■ **Task prompt**: The entries below contain a line with "filename compiler/pipeline/src/lib.rs" and a line with "model. Per-unit problems". Quote exactly those two lines and all lines between them.

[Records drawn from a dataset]

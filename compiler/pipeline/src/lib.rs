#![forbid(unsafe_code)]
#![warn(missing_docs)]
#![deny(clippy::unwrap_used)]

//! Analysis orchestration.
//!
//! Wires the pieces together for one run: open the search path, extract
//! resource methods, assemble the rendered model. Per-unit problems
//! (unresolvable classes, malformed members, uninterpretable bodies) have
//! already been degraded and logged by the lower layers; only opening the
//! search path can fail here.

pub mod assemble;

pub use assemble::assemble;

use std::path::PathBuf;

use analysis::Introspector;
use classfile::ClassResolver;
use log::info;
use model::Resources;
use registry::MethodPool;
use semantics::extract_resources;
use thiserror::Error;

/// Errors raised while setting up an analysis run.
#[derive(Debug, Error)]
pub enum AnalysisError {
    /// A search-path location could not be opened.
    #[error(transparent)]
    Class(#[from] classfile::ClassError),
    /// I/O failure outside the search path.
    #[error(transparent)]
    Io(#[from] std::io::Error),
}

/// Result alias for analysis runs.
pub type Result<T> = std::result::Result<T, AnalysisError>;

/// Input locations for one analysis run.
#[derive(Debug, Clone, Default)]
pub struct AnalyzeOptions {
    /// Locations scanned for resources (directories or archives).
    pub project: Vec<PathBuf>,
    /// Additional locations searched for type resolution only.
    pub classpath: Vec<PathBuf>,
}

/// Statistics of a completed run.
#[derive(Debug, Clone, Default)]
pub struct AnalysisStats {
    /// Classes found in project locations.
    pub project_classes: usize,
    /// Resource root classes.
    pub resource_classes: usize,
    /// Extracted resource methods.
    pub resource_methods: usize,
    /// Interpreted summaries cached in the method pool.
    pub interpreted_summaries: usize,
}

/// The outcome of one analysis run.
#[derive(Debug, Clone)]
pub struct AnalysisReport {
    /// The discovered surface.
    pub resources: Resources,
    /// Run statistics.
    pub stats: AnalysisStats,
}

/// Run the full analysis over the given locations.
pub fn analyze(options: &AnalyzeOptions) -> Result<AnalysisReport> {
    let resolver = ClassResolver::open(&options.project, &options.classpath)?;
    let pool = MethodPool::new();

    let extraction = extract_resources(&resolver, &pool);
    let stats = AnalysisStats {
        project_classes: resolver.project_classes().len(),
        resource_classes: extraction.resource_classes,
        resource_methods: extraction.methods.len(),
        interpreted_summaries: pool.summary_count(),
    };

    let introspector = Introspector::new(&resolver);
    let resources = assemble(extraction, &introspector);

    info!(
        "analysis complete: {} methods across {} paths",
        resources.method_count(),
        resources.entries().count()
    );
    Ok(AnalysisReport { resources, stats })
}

--

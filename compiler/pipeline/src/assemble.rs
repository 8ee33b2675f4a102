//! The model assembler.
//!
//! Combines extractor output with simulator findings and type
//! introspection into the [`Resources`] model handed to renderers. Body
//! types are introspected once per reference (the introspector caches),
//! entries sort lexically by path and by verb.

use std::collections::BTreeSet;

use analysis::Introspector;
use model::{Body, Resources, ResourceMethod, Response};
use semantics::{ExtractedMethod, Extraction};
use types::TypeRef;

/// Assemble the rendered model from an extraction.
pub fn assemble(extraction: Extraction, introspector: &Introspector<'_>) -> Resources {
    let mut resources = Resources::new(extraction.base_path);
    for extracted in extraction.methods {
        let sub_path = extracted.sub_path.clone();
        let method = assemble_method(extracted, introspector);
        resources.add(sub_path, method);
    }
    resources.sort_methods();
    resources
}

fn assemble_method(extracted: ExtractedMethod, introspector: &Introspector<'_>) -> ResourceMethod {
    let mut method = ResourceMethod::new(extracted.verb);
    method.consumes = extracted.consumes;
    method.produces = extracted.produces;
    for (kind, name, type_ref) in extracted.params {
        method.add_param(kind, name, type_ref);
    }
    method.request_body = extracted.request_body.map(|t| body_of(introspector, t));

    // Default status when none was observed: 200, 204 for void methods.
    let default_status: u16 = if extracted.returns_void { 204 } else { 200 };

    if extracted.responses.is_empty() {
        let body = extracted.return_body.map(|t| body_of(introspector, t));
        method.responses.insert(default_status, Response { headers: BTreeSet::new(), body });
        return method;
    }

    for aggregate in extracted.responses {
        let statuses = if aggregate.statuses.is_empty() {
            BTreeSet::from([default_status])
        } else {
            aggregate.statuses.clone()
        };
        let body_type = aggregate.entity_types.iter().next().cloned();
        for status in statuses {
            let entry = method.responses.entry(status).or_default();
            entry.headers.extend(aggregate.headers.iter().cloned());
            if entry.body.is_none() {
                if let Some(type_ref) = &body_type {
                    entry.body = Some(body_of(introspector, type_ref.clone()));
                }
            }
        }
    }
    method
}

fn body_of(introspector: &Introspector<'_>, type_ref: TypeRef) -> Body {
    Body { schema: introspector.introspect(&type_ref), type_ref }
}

■ **Problem solution**:
filename compiler/pipeline/src/lib.rs
#![forbid(unsafe_code)]
#![warn(missing_docs)]
#![deny(clippy::unwrap_used)]

//! Analysis orchestration.
//!
//! Wires the pieces together for one run: open the search path, extract
//! resource methods, assemble the rendered model. Per-unit problems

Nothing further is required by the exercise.